By this point, my son was all ears.

“You mean she beat you up?” he asked.

“Well, no, not exactly,” I said, “but I do remember distinctly how her elbows, knees and feet hurt. She used a few karate moves on me.”

“Why did you challenge her?”

“Oh, she bragged all the time about doing karate,” I said, and she wore purple eye shadow when I wasn’t allowed to and had nice, tan skin year round in comparison to my ghastly pale complexion, I thought to myself. If I had thought a little harder, I would have added that she could also skate backwards.

“I remember that day distinctly because it was the day I got my swing set,” I said.

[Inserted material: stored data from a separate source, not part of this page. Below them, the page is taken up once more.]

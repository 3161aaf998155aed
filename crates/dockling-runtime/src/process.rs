//! Child process supervision.
//!
//! Spawns the container command with piped stdio, relays its output, and
//! maps its termination status to an exit code.

use std::io::Write;
use std::os::unix::process::ExitStatusExt;
use std::process::{Child, Command, ExitStatus, Stdio};

use dockling_common::constants::SIGNAL_EXIT_BASE;
use dockling_common::error::LaunchError;
use nix::sys::signal::Signal;

use crate::relay::RelayWorker;

/// Spawns `command` with `args`, with all three standard streams piped.
///
/// # Errors
///
/// Returns [`LaunchError::Spawn`] if the command cannot be executed.
pub fn spawn_piped(command: &str, args: &[String]) -> Result<Child, LaunchError> {
    let child = Command::new(command)
        .args(args)
        .stdin(Stdio::piped())
        .stdout(Stdio::piped())
        .stderr(Stdio::piped())
        .spawn()
        .map_err(|source| LaunchError::Spawn {
            command: command.to_string(),
            source,
        })?;
    tracing::info!(command, pid = child.id(), "spawned child");
    Ok(child)
}

/// Exit code reported for a terminated child.
///
/// A normal exit reports the child's own code; termination by a signal
/// reports `128 + signal`, as shells do.
#[must_use]
pub fn exit_code(status: ExitStatus) -> i32 {
    if let Some(code) = status.code() {
        return code;
    }
    match status.signal() {
        Some(signo) => {
            match Signal::try_from(signo) {
                Ok(signal) => tracing::info!(signal = signal.as_str(), "child terminated by signal"),
                Err(_) => tracing::info!(signo, "child terminated by unknown signal"),
            }
            SIGNAL_EXIT_BASE + signo
        }
        None => SIGNAL_EXIT_BASE,
    }
}

/// How a supervised child ended.
#[derive(Debug)]
pub struct Finished<O, E> {
    /// Exit code as computed by [`exit_code`].
    pub code: i32,
    /// Writer the child's stdout was relayed into.
    pub stdout: O,
    /// Writer the child's stderr was relayed into.
    pub stderr: E,
    /// Bytes relayed from stdout.
    pub stdout_bytes: u64,
    /// Bytes relayed from stderr.
    pub stderr_bytes: u64,
}

/// A running child with its output streams being relayed.
#[derive(Debug)]
pub struct ChildSession<O, E> {
    child: Child,
    stdout: RelayWorker<O>,
    stderr: RelayWorker<E>,
}

impl<O, E> ChildSession<O, E>
where
    O: Write + Send + 'static,
    E: Write + Send + 'static,
{
    /// Starts relay workers into `out` and `err`, then spawns the command.
    ///
    /// # Errors
    ///
    /// Returns [`LaunchError::Relay`] or [`LaunchError::Spawn`].
    pub fn start(command: &str, args: &[String], out: O, err: E) -> Result<Self, LaunchError> {
        let stdout = RelayWorker::start("stdout", out)?;
        let stderr = RelayWorker::start("stderr", err)?;
        Self::attach(spawn_piped(command, args)?, stdout, stderr)
    }

    /// Connects an already spawned child to running relay workers.
    ///
    /// The child's stdin is closed immediately. If the pipes cannot be
    /// handed over, the child is killed and reaped.
    ///
    /// # Errors
    ///
    /// Returns [`LaunchError::Relay`] if a worker refuses its pipe.
    pub fn attach(
        mut child: Child,
        mut stdout: RelayWorker<O>,
        mut stderr: RelayWorker<E>,
    ) -> Result<Self, LaunchError> {
        drop(child.stdin.take());

        let attached = child
            .stdout
            .take()
            .map_or(Ok(()), |pipe| stdout.attach(pipe))
            .and_then(|()| child.stderr.take().map_or(Ok(()), |pipe| stderr.attach(pipe)));

        if let Err(e) = attached {
            tracing::warn!(pid = child.id(), error = %e, "killing child after relay failure");
            let _ = child.kill();
            let _ = child.wait();
            return Err(e);
        }

        Ok(Self {
            child,
            stdout,
            stderr,
        })
    }

    /// Process ID of the child.
    #[must_use]
    pub fn pid(&self) -> u32 {
        self.child.id()
    }

    /// Drains both relays, then reaps the child.
    ///
    /// The child is reaped even if relaying failed.
    ///
    /// # Errors
    ///
    /// Returns [`LaunchError::Relay`] if either stream failed, or
    /// [`LaunchError::Wait`] if the child could not be reaped.
    pub fn wait(mut self) -> Result<Finished<O, E>, LaunchError> {
        let pid = self.child.id();
        let stdout = self.stdout.finish();
        let stderr = self.stderr.finish();
        let status = self
            .child
            .wait()
            .map_err(|source| LaunchError::Wait { source })?;

        let (stdout, stdout_bytes) = stdout?;
        let (stderr, stderr_bytes) = stderr?;
        let code = exit_code(status);
        tracing::info!(pid, code, "child exited");

        Ok(Finished {
            code,
            stdout,
            stderr,
            stdout_bytes,
            stderr_bytes,
        })
    }
}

“You mean the one at Nana and Ben Daddy’s house?” my son asked.

“Yes, that very one,” I said.

He snickered and remarked how small it was, no offense.

“I was very proud to have a wooden swing set with a tire swing,” I said. I guess my pride was perhaps what gave me the courage to challenge Lou Ann.

“Did you end up in a ditch?” my son asked.

My daughter had once remarked that all my childhood stories ended in the ditch to which my son asked, “What’s a ditch?”

Kids these days.

“Was that the only fight you got into?” my very curious son asked.

“Well, there was another one with the boy next door,” I said. “He teased me about my bike over and over until I finally had enough and jumped off it (It didn’t have brakes, was rusted and came from the dumpster down the street), and the next thing I know, he and I were fighting in the ditch.”

“Did you win that one?” he asked.

I don’t recall if I did. I do recall wishing an adult would please come out and break us up. The 1970s was a different era. Adults did not interfere with kid business. Disputes were settled in the yard while adults went about the business of being adults. Play dates were not arranged. Your options consisted of whoever lived on your street. Lessons were learned the hard way as were trophies earned.

Our days were spent outdoors. If my sister and I stayed in, mom would assign chores, plus we didn’t have air conditioning, so it was not to our advantage. Our animals were loved deeply but lived outside. We ate dinner together every night at 5. Kids were never allowed to have steak or shrimp, and we’d never so much as seen a crab leg. Mom fried everything in lard that she kept in a jar in the cabinet. We didn’t have snacks that I can recall, other than ice cream at night. Summer days were long, and we were happy – when we weren’t fighting in the ditch, that is.

“Someday, son, I’ll tell you the rest of the story of me and Lou Ann Delmonto and the rest of my childhood gang,” I said, suddenly feeling nostalgic, “but for now, we’d better sign you for karate lessons, just in case.”

(Disclaimer: I would never endorse violence, and my son has learned by observation to do as I say not as I do.)